» **Task material**:
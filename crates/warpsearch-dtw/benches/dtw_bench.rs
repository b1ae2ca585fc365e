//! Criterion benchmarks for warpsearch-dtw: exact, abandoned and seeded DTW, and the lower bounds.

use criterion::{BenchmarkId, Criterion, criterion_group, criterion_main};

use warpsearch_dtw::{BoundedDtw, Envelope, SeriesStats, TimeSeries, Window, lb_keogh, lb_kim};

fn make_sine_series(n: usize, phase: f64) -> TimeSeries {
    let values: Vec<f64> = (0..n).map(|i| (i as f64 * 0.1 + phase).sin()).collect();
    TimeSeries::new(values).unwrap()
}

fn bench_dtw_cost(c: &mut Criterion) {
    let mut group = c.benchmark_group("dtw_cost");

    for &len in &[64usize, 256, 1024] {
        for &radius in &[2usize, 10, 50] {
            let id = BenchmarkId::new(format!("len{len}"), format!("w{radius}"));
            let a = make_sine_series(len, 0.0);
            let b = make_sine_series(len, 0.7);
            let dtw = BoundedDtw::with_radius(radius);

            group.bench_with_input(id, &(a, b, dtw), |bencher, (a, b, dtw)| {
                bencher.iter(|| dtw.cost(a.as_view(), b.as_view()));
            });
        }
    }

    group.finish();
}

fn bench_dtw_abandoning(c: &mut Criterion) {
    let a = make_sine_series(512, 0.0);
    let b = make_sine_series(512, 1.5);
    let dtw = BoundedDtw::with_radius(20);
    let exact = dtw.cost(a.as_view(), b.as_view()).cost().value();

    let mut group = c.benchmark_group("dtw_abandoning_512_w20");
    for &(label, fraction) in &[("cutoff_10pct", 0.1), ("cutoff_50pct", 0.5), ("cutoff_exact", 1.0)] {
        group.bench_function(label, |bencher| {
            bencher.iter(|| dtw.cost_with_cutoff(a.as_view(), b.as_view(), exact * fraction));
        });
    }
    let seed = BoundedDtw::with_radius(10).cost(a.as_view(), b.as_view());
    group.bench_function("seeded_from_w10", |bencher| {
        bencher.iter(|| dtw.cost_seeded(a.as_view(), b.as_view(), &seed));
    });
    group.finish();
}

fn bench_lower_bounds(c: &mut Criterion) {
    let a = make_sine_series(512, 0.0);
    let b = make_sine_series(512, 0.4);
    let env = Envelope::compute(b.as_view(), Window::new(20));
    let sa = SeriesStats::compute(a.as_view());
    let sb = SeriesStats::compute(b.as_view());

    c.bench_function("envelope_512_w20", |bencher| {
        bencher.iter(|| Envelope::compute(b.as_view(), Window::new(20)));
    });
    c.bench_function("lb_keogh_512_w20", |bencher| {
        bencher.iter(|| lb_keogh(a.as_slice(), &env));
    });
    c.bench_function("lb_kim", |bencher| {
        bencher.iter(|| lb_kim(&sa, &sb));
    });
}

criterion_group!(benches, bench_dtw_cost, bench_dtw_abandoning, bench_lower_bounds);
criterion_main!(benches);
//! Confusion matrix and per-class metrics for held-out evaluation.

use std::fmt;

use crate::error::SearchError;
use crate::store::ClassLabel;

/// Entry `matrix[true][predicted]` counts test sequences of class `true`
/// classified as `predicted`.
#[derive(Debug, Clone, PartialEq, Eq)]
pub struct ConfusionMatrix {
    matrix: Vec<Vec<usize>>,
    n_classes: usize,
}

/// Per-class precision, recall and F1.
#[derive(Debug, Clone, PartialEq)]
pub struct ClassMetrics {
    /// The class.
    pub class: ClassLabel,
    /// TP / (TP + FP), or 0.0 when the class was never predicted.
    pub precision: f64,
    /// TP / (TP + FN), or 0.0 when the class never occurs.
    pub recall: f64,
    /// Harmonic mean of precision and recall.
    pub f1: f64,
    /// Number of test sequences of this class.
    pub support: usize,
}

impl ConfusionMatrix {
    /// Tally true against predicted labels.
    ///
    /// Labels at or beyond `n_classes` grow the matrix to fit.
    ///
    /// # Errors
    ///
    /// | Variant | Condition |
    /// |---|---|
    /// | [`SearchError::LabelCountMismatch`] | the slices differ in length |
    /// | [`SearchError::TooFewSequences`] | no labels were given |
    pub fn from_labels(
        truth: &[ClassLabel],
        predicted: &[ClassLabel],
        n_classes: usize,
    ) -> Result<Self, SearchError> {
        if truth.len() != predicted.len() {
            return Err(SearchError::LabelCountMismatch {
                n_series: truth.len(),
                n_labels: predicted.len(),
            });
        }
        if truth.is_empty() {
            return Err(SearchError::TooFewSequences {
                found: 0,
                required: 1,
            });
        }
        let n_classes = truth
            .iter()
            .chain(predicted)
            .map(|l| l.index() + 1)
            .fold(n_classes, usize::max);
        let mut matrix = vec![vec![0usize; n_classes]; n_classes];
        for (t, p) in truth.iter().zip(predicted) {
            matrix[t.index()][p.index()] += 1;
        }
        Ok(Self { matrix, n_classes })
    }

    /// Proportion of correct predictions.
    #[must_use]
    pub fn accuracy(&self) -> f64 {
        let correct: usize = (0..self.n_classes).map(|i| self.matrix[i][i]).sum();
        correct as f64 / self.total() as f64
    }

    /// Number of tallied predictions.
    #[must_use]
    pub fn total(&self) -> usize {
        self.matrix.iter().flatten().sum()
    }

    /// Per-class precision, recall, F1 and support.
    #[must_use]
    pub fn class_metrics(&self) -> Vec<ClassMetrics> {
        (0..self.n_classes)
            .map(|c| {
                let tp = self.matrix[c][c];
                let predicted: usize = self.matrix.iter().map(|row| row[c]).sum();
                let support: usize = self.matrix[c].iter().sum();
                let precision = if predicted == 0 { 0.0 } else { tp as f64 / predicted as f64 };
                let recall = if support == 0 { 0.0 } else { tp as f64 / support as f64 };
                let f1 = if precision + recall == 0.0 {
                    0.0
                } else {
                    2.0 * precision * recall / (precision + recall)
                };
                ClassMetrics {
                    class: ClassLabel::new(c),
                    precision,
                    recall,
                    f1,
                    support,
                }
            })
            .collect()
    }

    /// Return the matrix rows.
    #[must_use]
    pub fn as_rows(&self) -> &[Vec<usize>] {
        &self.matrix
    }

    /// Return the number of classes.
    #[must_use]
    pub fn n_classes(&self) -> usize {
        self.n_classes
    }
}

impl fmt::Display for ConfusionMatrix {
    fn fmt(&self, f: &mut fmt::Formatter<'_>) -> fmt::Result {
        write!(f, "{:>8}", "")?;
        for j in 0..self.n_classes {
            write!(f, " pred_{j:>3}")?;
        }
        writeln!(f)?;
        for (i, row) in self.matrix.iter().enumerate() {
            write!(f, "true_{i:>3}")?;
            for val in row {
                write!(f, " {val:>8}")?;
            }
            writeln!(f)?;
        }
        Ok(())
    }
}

» **About this exercise**: For the word "test", how many lines in the records above contain it? Answer with the number and nothing else.

» **Your response**: 2